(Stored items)
=== Section Start ===
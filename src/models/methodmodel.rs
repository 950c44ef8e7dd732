use std::str::FromStr;

use chrono::{DateTime, Utc};
use serde::{Deserialize, Serialize};
use uuid::Uuid;

use crate::service::error::ServiceError;

#[derive(Debug, Serialize, Deserialize, Clone, Copy, sqlx::Type, PartialEq, Eq, Hash)]
#[sqlx(type_name = "payment_method_type", rename_all = "lowercase")]
#[serde(rename_all = "lowercase")]
pub enum PaymentMethodType {
    Paypal,
    Card,
    Coinbase,
    Zelle,
    Cashapp,
    Bank,
}

impl PaymentMethodType {
    pub fn to_str(&self) -> &str {
        match self {
            PaymentMethodType::Paypal => "paypal",
            PaymentMethodType::Card => "card",
            PaymentMethodType::Coinbase => "coinbase",
            PaymentMethodType::Zelle => "zelle",
            PaymentMethodType::Cashapp => "cashapp",
            PaymentMethodType::Bank => "bank",
        }
    }
}

impl FromStr for PaymentMethodType {
    type Err = ServiceError;

    fn from_str(s: &str) -> Result<Self, Self::Err> {
        match s.trim().to_ascii_lowercase().as_str() {
            "paypal" => Ok(PaymentMethodType::Paypal),
            "card" => Ok(PaymentMethodType::Card),
            "coinbase" | "crypto" => Ok(PaymentMethodType::Coinbase),
            "zelle" => Ok(PaymentMethodType::Zelle),
            "cashapp" => Ok(PaymentMethodType::Cashapp),
            "bank" | "bank_transfer" => Ok(PaymentMethodType::Bank),
            other => Err(ServiceError::UnsupportedPaymentMethod(other.to_string())),
        }
    }
}

/// A stored payout or funding destination. `encrypted_account` is never
/// serialized; clients only see `account_hint`.
#[derive(Debug, Clone, Serialize, Deserialize, sqlx::FromRow, PartialEq)]
pub struct PaymentMethod {
    pub id: Uuid,
    pub owner_id: Uuid,
    pub method_type: PaymentMethodType,
    #[serde(skip_serializing, default)]
    pub encrypted_account: String,
    pub account_hint: String,
    pub is_default: bool,
    pub created_at: DateTime<Utc>,
    pub updated_at: DateTime<Utc>,
}

/// Masks everything but the last four characters of an account identifier.
pub fn account_hint(account: &str) -> String {
    let chars: Vec<char> = account.trim().chars().collect();
    let visible = chars.len().min(4);
    let tail: String = chars[chars.len() - visible..].iter().collect();
    format!("****{}", tail)
}
// handler/payments.rs
use std::sync::Arc;

use axum::{
    extract::Path,
    response::IntoResponse,
    routing::{get, post, put},
    Extension, Json, Router,
};
use uuid::Uuid;
use validator::Validate;

use crate::{
    dtos::settlementdtos::{ApiResponse, ConfirmDto, StartChargeDto, UpdateStatusDto},
    error::HttpError,
    middleware::JWTAuthMiddleware,
    AppState,
};

pub fn payments_handler() -> Router {
    Router::new()
        .route("/:payment_id", get(get_payment))
        .route("/:payment_id/charge", post(start_charge))
        .route("/:payment_id/poll", post(poll_charge))
        .route("/:payment_id/cancel", put(cancel_payment))
}

/// Admin-only routes, mounted behind `require_admin`.
pub fn payments_admin_handler() -> Router {
    Router::new()
        .route("/:payment_id/status", put(update_payment_status))
        .route("/:payment_id/confirm", post(confirm_manual_payment))
}

pub async fn get_payment(
    Extension(app_state): Extension<Arc<AppState>>,
    Extension(auth): Extension<JWTAuthMiddleware>,
    Path(payment_id): Path<Uuid>,
) -> Result<impl IntoResponse, HttpError> {
    let payment = app_state.payment_service.get_payment(payment_id, &auth.actor).await?;
    Ok(Json(ApiResponse::success("Payment retrieved", payment)))
}

pub async fn start_charge(
    Extension(app_state): Extension<Arc<AppState>>,
    Extension(auth): Extension<JWTAuthMiddleware>,
    Path(payment_id): Path<Uuid>,
    body: Option<Json<StartChargeDto>>,
) -> Result<impl IntoResponse, HttpError> {
    let Json(body) = body.unwrap_or_default();
    let start = app_state
        .payment_service
        .start_charge(payment_id, &auth.actor, body.method_id)
        .await?;
    Ok(Json(ApiResponse::success("Charge started", start)))
}

pub async fn poll_charge(
    Extension(app_state): Extension<Arc<AppState>>,
    Extension(auth): Extension<JWTAuthMiddleware>,
    Path(payment_id): Path<Uuid>,
) -> Result<impl IntoResponse, HttpError> {
    app_state.payment_service.get_payment(payment_id, &auth.actor).await?;
    let payment = app_state.payment_service.poll_charge(payment_id).await?;
    Ok(Json(ApiResponse::success("Charge status refreshed", payment)))
}

pub async fn cancel_payment(
    Extension(app_state): Extension<Arc<AppState>>,
    Extension(auth): Extension<JWTAuthMiddleware>,
    Path(payment_id): Path<Uuid>,
) -> Result<impl IntoResponse, HttpError> {
    let payment = app_state.payment_service.cancel(payment_id, &auth.actor).await?;
    Ok(Json(ApiResponse::success("Payment cancelled", payment)))
}

pub async fn update_payment_status(
    Extension(app_state): Extension<Arc<AppState>>,
    Extension(auth): Extension<JWTAuthMiddleware>,
    Path(payment_id): Path<Uuid>,
    Json(body): Json<UpdateStatusDto>,
) -> Result<impl IntoResponse, HttpError> {
    body.validate()
        .map_err(|e| HttpError::bad_request(e.to_string()))?;

    let payment = app_state
        .payment_service
        .update_status(payment_id, &auth.actor, &body.status, &body.note)
        .await?;
    Ok(Json(ApiResponse::success("Payment status updated", payment)))
}

pub async fn confirm_manual_payment(
    Extension(app_state): Extension<Arc<AppState>>,
    Extension(auth): Extension<JWTAuthMiddleware>,
    Path(payment_id): Path<Uuid>,
    Json(body): Json<ConfirmDto>,
) -> Result<impl IntoResponse, HttpError> {
    body.validate()
        .map_err(|e| HttpError::bad_request(e.to_string()))?;

    let payment = app_state
        .payment_service
        .confirm_manual_payment(payment_id, &auth.actor, &body.reference)
        .await?
        .into_payment();
    Ok(Json(ApiResponse::success("Manual payment confirmed", payment)))
}
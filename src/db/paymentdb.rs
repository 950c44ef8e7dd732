// db/paymentdb.rs
use async_trait::async_trait;
use bigdecimal::BigDecimal;
use chrono::{DateTime, Utc};
use uuid::Uuid;

use super::{
    db::{insert_issue, lock_application, lock_payment, save_payment, DBClient},
    map_constraint, CaptureOutcome, PaymentExt,
};
use crate::{
    models::{
        escrowmodel::{EscrowTransaction, IntegrityIssue},
        paymentmodel::{CaptureDecision, Money, Payment, PaymentChange},
        shiftmodel::Shift,
    },
    service::error::ServiceError,
};

#[async_trait]
impl PaymentExt for DBClient {
    async fn get_payment(&self, payment_id: Uuid) -> Result<Option<Payment>, ServiceError> {
        let payment = sqlx::query_as::<_, Payment>("SELECT * FROM payments WHERE id = $1")
            .bind(payment_id)
            .fetch_optional(&self.pool)
            .await?;
        Ok(payment)
    }

    async fn get_payment_by_charge(&self, charge_id: &str) -> Result<Option<Payment>, ServiceError> {
        let payment = sqlx::query_as::<_, Payment>("SELECT * FROM payments WHERE gateway_charge_id = $1")
            .bind(charge_id)
            .fetch_optional(&self.pool)
            .await?;
        Ok(payment)
    }

    async fn create_payment(
        &self,
        application_id: Uuid,
        payer_id: Uuid,
        money: &Money,
        transaction_fee: BigDecimal,
        payment_method_id: Option<Uuid>,
        now: DateTime<Utc>,
    ) -> Result<Payment, ServiceError> {
        let mut tx = self.pool.begin().await?;

        let application = lock_application(&mut tx, application_id).await?;
        let shift = sqlx::query_as::<_, Shift>("SELECT * FROM shifts WHERE id = $1")
            .bind(application.shift_id)
            .fetch_optional(&mut *tx)
            .await?
            .ok_or(ServiceError::ShiftNotFound(application.shift_id))?;

        let active: Option<Uuid> = sqlx::query_scalar(
            r#"
            SELECT id FROM payments
            WHERE application_id = $1
              AND status NOT IN ('completed', 'failed', 'refunded', 'cancelled')
            "#,
        )
        .bind(application_id)
        .fetch_optional(&mut *tx)
        .await?;
        if active.is_some() {
            return Err(ServiceError::DuplicateActivePayment(application_id));
        }

        let payment = Payment::new(&application, &shift, payer_id, money, transaction_fee, payment_method_id, now)?;

        let inserted = sqlx::query_as::<_, Payment>(
            r#"
            INSERT INTO payments
            (id, application_id, payer_id, payee_id, payment_method_id, amount, currency,
             transaction_fee, status, notes, created_at, updated_at)
            VALUES ($1, $2, $3, $4, $5, $6, $7, $8, $9, $10, $11, $12)
            RETURNING *
            "#,
        )
        .bind(payment.id)
        .bind(payment.application_id)
        .bind(payment.payer_id)
        .bind(payment.payee_id)
        .bind(payment.payment_method_id)
        .bind(&payment.amount)
        .bind(&payment.currency)
        .bind(&payment.transaction_fee)
        .bind(payment.status)
        .bind(&payment.notes)
        .bind(payment.created_at)
        .bind(payment.updated_at)
        .fetch_one(&mut *tx)
        .await
        .map_err(|e| {
            map_constraint(e, |name| {
                (name == "payments_single_active").then(|| ServiceError::DuplicateActivePayment(application_id))
            })
        })?;

        tx.commit().await?;
        Ok(inserted)
    }

    async fn change_payment(
        &self,
        payment_id: Uuid,
        change: &PaymentChange,
        now: DateTime<Utc>,
    ) -> Result<Payment, ServiceError> {
        let mut tx = self.pool.begin().await?;

        let current = lock_payment(&mut tx, payment_id).await?;
        let next = current.apply_change(change, now)?;
        let saved = save_payment(&mut tx, &next).await.map_err(|e| match e {
            ServiceError::Database(err) => map_constraint(err, |name| {
                (name == "payments_gateway_charge").then(|| ServiceError::IntegrityViolation {
                    entity: "payment",
                    id: payment_id,
                    details: "gateway charge already bound to another payment".to_string(),
                })
            }),
            other => other,
        })?;

        tx.commit().await?;
        tracing::info!(%payment_id, status = saved.status.to_str(), "payment updated");
        Ok(saved)
    }

    async fn capture_payment(
        &self,
        payment_id: Uuid,
        external_reference: &str,
        now: DateTime<Utc>,
    ) -> Result<CaptureOutcome, ServiceError> {
        let mut tx = self.pool.begin().await?;

        let current = lock_payment(&mut tx, payment_id).await?;
        let outcome = match current.capture(external_reference, now) {
            CaptureDecision::AlreadyCaptured => CaptureOutcome::AlreadyCaptured { payment: current },
            CaptureDecision::Capture(captured) => {
                let shift_id: Uuid = sqlx::query_scalar("SELECT shift_id FROM shift_applications WHERE id = $1")
                    .bind(captured.application_id)
                    .fetch_optional(&mut *tx)
                    .await?
                    .ok_or(ServiceError::ApplicationNotFound(captured.application_id))?;

                let escrow = EscrowTransaction::fund(&captured, shift_id, now);
                let escrow = sqlx::query_as::<_, EscrowTransaction>(
                    r#"
                    INSERT INTO escrow_transactions
                    (id, payment_id, shift_id, facility_id, professional_id, held_amount, currency,
                     status, funded_at, notes)
                    VALUES ($1, $2, $3, $4, $5, $6, $7, $8, $9, $10)
                    RETURNING *
                    "#,
                )
                .bind(escrow.id)
                .bind(escrow.payment_id)
                .bind(escrow.shift_id)
                .bind(escrow.facility_id)
                .bind(escrow.professional_id)
                .bind(&escrow.held_amount)
                .bind(&escrow.currency)
                .bind(escrow.status)
                .bind(escrow.funded_at)
                .bind(&escrow.notes)
                .fetch_one(&mut *tx)
                .await?;

                let linked = captured.link_escrow(escrow.id, now)?;
                let payment = save_payment(&mut tx, &linked).await.map_err(|e| match e {
                    ServiceError::Database(err) => map_constraint(err, |name| {
                        (name == "payments_external_reference").then(|| ServiceError::IntegrityViolation {
                            entity: "payment",
                            id: payment_id,
                            details: format!("external reference {} already used", external_reference),
                        })
                    }),
                    other => other,
                })?;
                tracing::info!(%payment_id, escrow_id = %escrow.id, external_reference, "payment captured into escrow");
                CaptureOutcome::Captured { payment, escrow }
            }
            CaptureDecision::Quarantine(kind, details) => {
                let issue = IntegrityIssue::new(kind, payment_id, details, now);
                insert_issue(&mut tx, &issue).await?;
                tracing::error!(%payment_id, ?kind, details = %issue.details, "capture quarantined");
                CaptureOutcome::Quarantined { payment: current, issue }
            }
        };

        tx.commit().await?;
        Ok(outcome)
    }
}
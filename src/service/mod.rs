pub mod background_jobs;
pub mod error;
pub mod escrow_service;
pub mod method_service;
pub mod notification_service;
pub mod payment_provider;
pub mod payment_service;
pub mod providers;
pub mod shift_service;
#[derive(Debug, Clone)]
pub enum CaptureDecision {
    /// Same external reference seen before; nothing to do.
    AlreadyCaptured,
    Capture(Payment),
    /// Money arrived for a payment that cannot take it. Never auto-corrected.
    Quarantine(IntegrityIssueKind, String),
}

#[derive(Debug, Clone)]
pub enum PaymentChange {
    Fail { reason: String },
    Cancel { actor: Actor },
    UpdateStatus { update: PaymentStatusUpdate, actor: Actor, note: String },
    RecordManualIntent { method_id: Uuid, charge_id: String },
    AttachCharge { method_id: Uuid, charge_id: String, approval_url: Option<String> },
}

impl Payment {
    /// Opens a pending payment for an accepted application. Only the facility
    /// owning the shift can pay for it.
    pub fn new(
        application: &ShiftApplication,
        shift: &Shift,
        payer_id: Uuid,
        money: &Money,
        transaction_fee: BigDecimal,
        payment_method_id: Option<Uuid>,
        now: DateTime<Utc>,
    ) -> Result<Payment, ServiceError> {
        if shift.facility_id != payer_id {
            return Err(ServiceError::NotOwner(payer_id));
        }
        if application.status != ApplicationStatus::Accepted {
            return Err(ServiceError::ApplicationNotAccepted(application.id));
        }

        let id = Uuid::new_v4();
        Ok(Payment {
            id,
            application_id: application.id,
            payer_id,
            payee_id: application.professional_id,
            payment_method_id,
            amount: money.amount().clone(),
            currency: money.currency().to_string(),
            transaction_fee,
            status: PaymentStatus::Pending,
            gateway_charge_id: None,
            approval_url: None,
            external_reference: None,
            escrow_transaction_id: None,
            failure_reason: None,
            notes: audit_line(now, &Actor::facility(payer_id), "initiated"),
            created_at: now,
            captured_at: None,
            updated_at: now,
        })
    }

    pub fn transition(
        &self,
        next: PaymentStatus,
        actor: &Actor,
        note: &str,
        now: DateTime<Utc>,
    ) -> Result<Payment, ServiceError> {
        if self.status.is_terminal() {
            return Err(ServiceError::terminal("payment", self.id, self.status));
        }
        if !self.status.can_transition_to(next) {
            return Err(ServiceError::InvalidStatusTransition {
                id: self.id,
                from: self.status,
                to: next.to_str().to_string(),
            });
        }
        let mut notes = self.notes.clone();
        notes.push_str(&audit_line(now, actor, &format!("{} -> {}: {}", self.status.to_str(), next.to_str(), note)));
        Ok(Payment {
            status: next,
            notes,
            updated_at: now,
            ..self.clone()
        })
    }

    pub fn capture(&self, external_reference: &str, now: DateTime<Utc>) -> CaptureDecision {
        if self.status.is_precapture() {
            return match self.transition(PaymentStatus::Captured, &Actor::System, external_reference, now) {
                Ok(mut captured) => {
                    captured.external_reference = Some(external_reference.to_string());
                    captured.captured_at = Some(now);
                    CaptureDecision::Capture(captured)
                }
                Err(err) => CaptureDecision::Quarantine(IntegrityIssueKind::LateCapture, err.to_string()),
            };
        }

        match self.external_reference.as_deref() {
            Some(existing) if existing == external_reference => CaptureDecision::AlreadyCaptured,
            Some(existing) => CaptureDecision::Quarantine(
                IntegrityIssueKind::CaptureReferenceMismatch,
                format!("captured as {} but gateway reported {}", existing, external_reference),
            ),
            None => CaptureDecision::Quarantine(
                IntegrityIssueKind::LateCapture,
                format!("capture {} arrived while payment was {}", external_reference, self.status.to_str()),
            ),
        }
    }

    /// Whitelisted status write with an audit note. The escrow ledger settles
    /// the payment side of every escrow transition through here.
    pub fn apply_status_update(
        &self,
        update: PaymentStatusUpdate,
        actor: &Actor,
        note: &str,
        now: DateTime<Utc>,
    ) -> Result<Payment, ServiceError> {
        self.transition(update.target(), actor, note, now)
    }

    /// Captured -> InEscrow, written together with the escrow row.
    pub fn link_escrow(&self, escrow_id: Uuid, now: DateTime<Utc>) -> Result<Payment, ServiceError> {
        let mut linked = self.transition(PaymentStatus::InEscrow, &Actor::System, &format!("escrow {}", escrow_id), now)?;
        linked.escrow_transaction_id = Some(escrow_id);
        Ok(linked)
    }

    /// Pre-escrow changes. Everything touching an open escrow goes through the
    /// escrow ledger instead.
    pub fn apply_change(&self, change: &PaymentChange, now: DateTime<Utc>) -> Result<Payment, ServiceError> {
        match change {
            PaymentChange::Fail { reason } => {
                let mut failed = self.transition(PaymentStatus::Failed, &Actor::System, reason, now)?;
                failed.failure_reason = Some(reason.clone());
                Ok(failed)
            }
            PaymentChange::Cancel { actor } => {
                if !actor.is_admin() && !actor.is_user(self.payer_id) {
                    return Err(ServiceError::NotOwner(actor.user_id().unwrap_or_default()));
                }
                if !self.status.is_precapture() {
                    return Err(ServiceError::InvalidStatusTransition {
                        id: self.id,
                        from: self.status,
                        to: PaymentStatus::Cancelled.to_str().to_string(),
                    });
                }
                self.transition(PaymentStatus::Cancelled, actor, "cancelled before capture", now)
            }
            PaymentChange::UpdateStatus { update, actor, note } => {
                if self.escrow_transaction_id.is_some() && !self.status.is_terminal() {
                    // money sits in escrow; only the escrow ledger may settle it
                    return Err(ServiceError::InvalidStatusTransition {
                        id: self.id,
                        from: self.status,
                        to: format!("{} (escrow still open)", update.target().to_str()),
                    });
                }
                self.apply_status_update(*update, actor, note, now)
            }
            PaymentChange::RecordManualIntent { method_id, charge_id } => {
                let mut waiting = self.transition(
                    PaymentStatus::PendingManualVerification,
                    &Actor::System,
                    "awaiting manual transfer",
                    now,
                )?;
                waiting.payment_method_id = Some(*method_id);
                waiting.gateway_charge_id = Some(charge_id.clone());
                Ok(waiting)
            }
            PaymentChange::AttachCharge { method_id, charge_id, approval_url } => {
                if !self.status.is_precapture() {
                    return Err(ServiceError::InvalidStatusTransition {
                        id: self.id,
                        from: self.status,
                        to: "charge attached".to_string(),
                    });
                }
                if let Some(existing) = self.gateway_charge_id.as_deref() {
                    if existing != charge_id {
                        return Err(ServiceError::IntegrityViolation {
                            entity: "payment",
                            id: self.id,
                            details: format!("already bound to charge {}", existing),
                        });
                    }
                }
                let mut notes = self.notes.clone();
                notes.push_str(&audit_line(now, &Actor::System, &format!("charge {} created", charge_id)));
                Ok(Payment {
                    payment_method_id: Some(*method_id),
                    gateway_charge_id: Some(charge_id.clone()),
                    approval_url: approval_url.clone(),
                    notes,
                    updated_at: now,
                    ..self.clone()
                })
            }
        }
    }
}

#[cfg(test)]
mod tests {
    use super::*;
    use crate::models::shiftmodel::ShiftStatus;

    fn accepted_pair(now: DateTime<Utc>) -> (ShiftApplication, Shift) {
        let shift = Shift {
            id: Uuid::new_v4(),
            facility_id: Uuid::new_v4(),
            starts_at: now,
            ends_at: now,
            status: ShiftStatus::Filled,
            updated_at: now,
        };
        let mut app = ShiftApplication::new(&Shift { status: ShiftStatus::Open, ..shift.clone() }, Uuid::new_v4(), now).unwrap();
        app.status = ApplicationStatus::Accepted;
        (app, shift)
    }

    fn pending_payment(now: DateTime<Utc>) -> Payment {
        let (app, shift) = accepted_pair(now);
        let money = Money::parse("150.00", "usd").unwrap();
        Payment::new(&app, &shift, shift.facility_id, &money, BigDecimal::from(0), None, now).unwrap()
    }

    #[test]
    fn test_money_validation() {
        assert!(Money::parse("0", "USD").is_err());
        assert!(Money::parse("-5.00", "USD").is_err());
        assert!(Money::parse("1.005", "USD").is_err());
        assert!(Money::parse("abc", "USD").is_err());
        assert!(Money::parse("10", "US").is_err());

        let money = Money::parse("150", "usd").unwrap();
        assert_eq!(money.currency(), "USD");
        assert_eq!(money.amount().to_string(), "150.00");
        assert!(Money::parse("150.50", "EUR").is_ok());
    }

    #[test]
    fn test_new_payment_requires_accepted_application() {
        let now = Utc::now();
        let (mut app, shift) = accepted_pair(now);
        let money = Money::parse("20.00", "USD").unwrap();

        let err = Payment::new(&app, &shift, Uuid::new_v4(), &money, BigDecimal::from(0), None, now).unwrap_err();
        assert!(matches!(err, ServiceError::NotOwner(_)));

        app.status = ApplicationStatus::Pending;
        let err = Payment::new(&app, &shift, shift.facility_id, &money, BigDecimal::from(0), None, now).unwrap_err();
        assert!(matches!(err, ServiceError::ApplicationNotAccepted(_)));
    }

    #[test]
    fn test_capture_is_idempotent_on_reference() {
        let now = Utc::now();
        let payment = pending_payment(now);

        let captured = match payment.capture("ch_1", now) {
            CaptureDecision::Capture(p) => p,
            other => panic!("expected capture, got {:?}", other),
        };
        assert_eq!(captured.status, PaymentStatus::Captured);
        let linked = captured.link_escrow(Uuid::new_v4(), now).unwrap();
        assert_eq!(linked.status, PaymentStatus::InEscrow);

        assert!(matches!(linked.capture("ch_1", now), CaptureDecision::AlreadyCaptured));
        assert!(matches!(
            linked.capture("ch_2", now),
            CaptureDecision::Quarantine(IntegrityIssueKind::CaptureReferenceMismatch, _)
        ));
    }

    #[test]
    fn test_late_capture_on_cancelled_payment_is_quarantined() {
        let now = Utc::now();
        let payment = pending_payment(now);
        let cancelled = payment
            .apply_change(&PaymentChange::Cancel { actor: Actor::facility(payment.payer_id) }, now)
            .unwrap();
        assert!(matches!(
            cancelled.capture("ch_late", now),
            CaptureDecision::Quarantine(IntegrityIssueKind::LateCapture, _)
        ));
    }

    #[test]
    fn test_update_status_whitelist_and_escrow_guard() {
        assert!("escrow_released".parse::<PaymentStatusUpdate>().is_ok());
        assert!("captured".parse::<PaymentStatusUpdate>().is_err());
        assert_eq!(PaymentStatusUpdate::EscrowReleased.target(), PaymentStatus::Completed);

        let now = Utc::now();
        let payment = pending_payment(now);
        let admin = Actor::admin(Uuid::new_v4());
        let in_escrow = match payment.capture("ch_9", now) {
            CaptureDecision::Capture(p) => p.link_escrow(Uuid::new_v4(), now).unwrap(),
            other => panic!("unexpected {:?}", other),
        };
        let err = in_escrow
            .apply_change(
                &PaymentChange::UpdateStatus {
                    update: PaymentStatusUpdate::Completed,
                    actor: admin,
                    note: "manual".to_string(),
                },
                now,
            )
            .unwrap_err();
        assert!(matches!(err, ServiceError::InvalidStatusTransition { .. }));

        let cancelled = payment
            .apply_change(
                &PaymentChange::UpdateStatus {
                    update: PaymentStatusUpdate::Cancelled,
                    actor: admin,
                    note: "duplicate booking".to_string(),
                },
                now,
            )
            .unwrap();
        assert_eq!(cancelled.status, PaymentStatus::Cancelled);
        assert!(cancelled.notes.contains("duplicate booking"));
        assert!(cancelled.notes.contains("initiated"));

        let err = cancelled
            .apply_change(
                &PaymentChange::UpdateStatus {
                    update: PaymentStatusUpdate::Refunded,
                    actor: admin,
                    note: String::new(),
                },
                now,
            )
            .unwrap_err();
        assert!(matches!(err, ServiceError::TerminalStateViolation { .. }));
    }

    #[test]
    fn test_failure_never_follows_capture() {
        let now = Utc::now();
        let payment = pending_payment(now);
        let captured = match payment.capture("ch_3", now) {
            CaptureDecision::Capture(p) => p,
            other => panic!("unexpected {:?}", other),
        };
        let err = captured
            .apply_change(&PaymentChange::Fail { reason: "declined".to_string() }, now)
            .unwrap_err();
        assert!(matches!(err, ServiceError::InvalidStatusTransition { .. }));
    }
}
=== Section End ===
TASK ITEM: Transcribe only the lines from the beginning of the entries to the line with "PartialEq, Eq, Hash)]", inclusive, exactly as written.

SOLUTION:
filename src/models/methodmodel.rs
repository 950c44ef8e7dd732
use std::str::FromStr;

use chrono::{DateTime, Utc};
use serde::{Deserialize, Serialize};
use uuid::Uuid;

use crate::service::error::ServiceError;

#[derive(Debug, Serialize, Deserialize, Clone, Copy, sqlx::Type, PartialEq, Eq, Hash)]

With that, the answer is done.